I spend the last 3 days in New Orleans, getting my feet on the exact ground where Henry and Zavion, the two main characters in my middle grade novel, Another Kind of Hurricane, place their feet. Both of them walk very specific streets, and I was able to navigate the same ones, replicating their journeys.
Before this week, I had certainly imagined those journeys. I researched them like crazy, pouring over maps multiple times, and talking with folks in New Orleans who could confirm that, yes, it was possible to turn this corner and walk down that street. I felt like I had done due diligence to the process. I knew, as best I could, where Henry and Zavion trekked as they went on their adventures.

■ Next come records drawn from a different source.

use std::collections::{HashSet, VecDeque};
use std::sync::Arc;

use game_core::combat::resolve_direct;
use game_core::map::{Terrain, TileGrid, place_rooms};
use game_core::{
    DungeonInstance, GameRng, GenerationParams, InstanceId, NpcEntity, NpcId, PlayerId,
    PlayerProfile, Ruleset, TilePos, Vec2,
};
use proptest::prelude::*;

fn reachable(grid: &TileGrid, start: TilePos) -> HashSet<TilePos> {
    let mut seen = HashSet::from([start]);
    let mut queue = VecDeque::from([start]);
    while let Some(pos) = queue.pop_front() {
        for (dx, dy) in [(1, 0), (-1, 0), (0, 1), (0, -1)] {
            let next = pos.offset(dx, dy);
            if grid.is_floor(next) && seen.insert(next) {
                queue.push_back(next);
            }
        }
    }
    seen
}

fn generate(seed: u64, floor: u32, width: u32, height: u32, tile_size: u32) -> DungeonInstance {
    DungeonInstance::generate(
        InstanceId(seed),
        floor,
        width,
        height,
        tile_size,
        Arc::new(Ruleset::default()),
        seed,
    )
    .map(|(instance, _)| instance)
    .expect("grids of at least 12x12 tiles always place a room")
}

proptest! {
    #![proptest_config(ProptestConfig::with_cases(128))]

    #[test]
    fn ladder_is_reachable_from_spawn(seed in any::<u64>(), floor in 1_u32..=20) {
        let instance = generate(seed, floor, 2000, 2000, 50);
        prop_assume!(instance.rooms().len() >= 2);
        let connected = reachable(instance.grid(), instance.spawn().tile);
        prop_assert!(
            connected.contains(&instance.ladder().tile),
            "seed={seed}: ladder {:?} unreachable from spawn {:?}",
            instance.ladder().tile,
            instance.spawn().tile
        );
    }

    #[test]
    fn exploration_never_forgets(
        seed in any::<u64>(),
        path in prop::collection::vec((0.0_f32..2000.0, 0.0_f32..2000.0), 1..40),
    ) {
        let mut instance = generate(seed, 1, 2000, 2000, 50);
        let player = PlayerId::new("explorer");
        instance.assign_player(player.clone(), PlayerProfile::default()).unwrap();

        let mut previous = instance.player(&player).unwrap().explored.clone();
        for (x, y) in path {
            instance.update_explored(&player, Vec2::new(x, y)).unwrap();
            let current = &instance.player(&player).unwrap().explored;
            prop_assert!(current.covers(&previous));
            prop_assert!(current.explored_count() >= previous.explored_count());
            previous = current.clone();
        }
    }

    #[test]
    fn padded_rooms_never_intersect(
        seed in any::<u64>(),
        columns in 0_u32..80,
        rows in 0_u32..80,
    ) {
        let mut rng = GameRng::new(seed);
        let (rooms, requested) = place_rooms(columns, rows, &GenerationParams::default(), &mut rng);
        prop_assert!(rooms.len() as u32 <= requested);
        for (idx, a) in rooms.iter().enumerate() {
            prop_assert!(a.x >= 1 && a.y >= 1);
            prop_assert!(a.x + a.width < columns as i32 && a.y + a.height < rows as i32);
            for b in &rooms[idx + 1..] {
                prop_assert!(!a.expanded(1).intersects(b), "{a:?} touches {b:?}");
            }
        }
    }

    #[test]
    fn fainted_npcs_leave_the_roster(
        hps in prop::collection::vec(1_u32..120, 1..8),
        hits in prop::collection::vec(0_u32..60, 1..12),
    ) {
        let mut npcs: Vec<NpcEntity> = hps
            .iter()
            .enumerate()
            .map(|(idx, hp)| {
                NpcEntity::new(NpcId(idx as u32), "zubat", 5, *hp, Vec2::new(100.0 + idx as f32, 100.0))
            })
            .collect();

        for damage in hits {
            let affected = resolve_direct(&mut npcs, Vec2::new(100.0, 100.0), 50.0, damage);
            for hit in &affected {
                prop_assert_eq!(hit.damage, damage);
                prop_assert!(hit.current_hp <= hit.max_hp);
                if hit.current_hp == 0 {
                    prop_assert!(npcs.iter().all(|npc| npc.id != hit.id));
                }
            }
            prop_assert!(npcs.iter().all(|npc| npc.hp > 0 && npc.hp <= npc.max_hp));
        }
    }

    #[test]
    fn move_validity_matches_corner_probe(
        cells in prop::collection::vec(any::<bool>(), 64),
        x in -60.0_f32..460.0,
        y in -60.0_f32..460.0,
        size in 1.0_f32..120.0,
    ) {
        let rows: Vec<String> = cells
            .chunks(8)
            .map(|row| row.iter().map(|open| if *open { '.' } else { '#' }).collect())
            .collect();
        let rows: Vec<&str> = rows.iter().map(String::as_str).collect();
        let grid = TileGrid::from_ascii(&rows);
        let terrain = Terrain::new(&grid, 50);

        let floor_at = |px: f32, py: f32| {
            let (tx, ty) = ((px / 50.0).floor() as i32, (py / 50.0).floor() as i32);
            (0..8).contains(&tx) && (0..8).contains(&ty) && cells[(ty * 8 + tx) as usize]
        };
        let expected = floor_at(x, y)
            && floor_at(x + size, y)
            && floor_at(x, y + size)
            && floor_at(x + size, y + size);
        prop_assert_eq!(terrain.is_valid_move(Vec2::new(x, y), size, size), expected);
    }
}

#[test]
fn spawn_and_ladder_are_walkable_across_ten_thousand_layouts() {
    let mut dims = GameRng::new(0x5eed);
    let rules = Arc::new(Ruleset::default());
    let tile_sizes = [16_u32, 25, 32, 40, 50, 64];

    for trial in 0..10_000_u64 {
        let tile_size = *dims.choose(&tile_sizes).unwrap();
        let columns = dims.range_inclusive(12, 60) as u32;
        let rows = dims.range_inclusive(12, 60) as u32;
        let slack = dims.range_inclusive(0, tile_size as i32 - 1) as u32;
        let width = columns * tile_size + slack;
        let height = rows * tile_size + slack;
        let floor = dims.range_inclusive(1, 30) as u32;

        let (instance, report) = DungeonInstance::generate(
            InstanceId(trial),
            floor,
            width,
            height,
            tile_size,
            Arc::clone(&rules),
            trial,
        )
        .unwrap_or_else(|err| panic!("trial {trial} ({width}x{height}@{tile_size}): {err}"));

        let spawn = instance.spawn();
        let ladder = instance.ladder();
        assert!(instance.is_walkable(spawn.position), "trial {trial}: spawn {spawn:?}");
        assert!(instance.is_walkable(ladder.position), "trial {trial}: ladder {ladder:?}");
        assert_eq!(instance.grid().width(), columns);
        assert_eq!(instance.grid().height(), rows);
        if !report.degenerate {
            assert_ne!(spawn.tile, ladder.tile, "trial {trial}");
        }
    }
}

But it another thing, all together, to actually walk in their footsteps.
Boy oh boy, does it matter…getting your body into the landscape you are trying to describe. It's not always possible, but when you can do it, it is amazing. And not surprisingly, the details that come from experiencing something first hand are gifts.
For instance, the wind.
|The approximate location of the Salvation Army|
|The grocery store|
I walked from where I have placed the Salvation Army in my story, to where I have placed a small grocery store.
These streets are right near the Mississippi River. The wind comes off of the river and, depending on whether you are walking perpendicular to it, or parallel, it whips harsh and sharp…or not. And even when you walk a few blocks in from the river, you can feel it there. The expanse of it. The abruptness of the land ending and this enormous body of water beginning. The cramped feeling of narrow streets.
There are details, too, that are much harder to articulate. A feeling on a street, or the sense of history that lies thick in walls and sidewalks. The energy of a place. The ways a landscape holds stories. Layers and layers of stories.
Then, of course, the idea is to translate these details to the page. To add our story to those others. We do our best, right?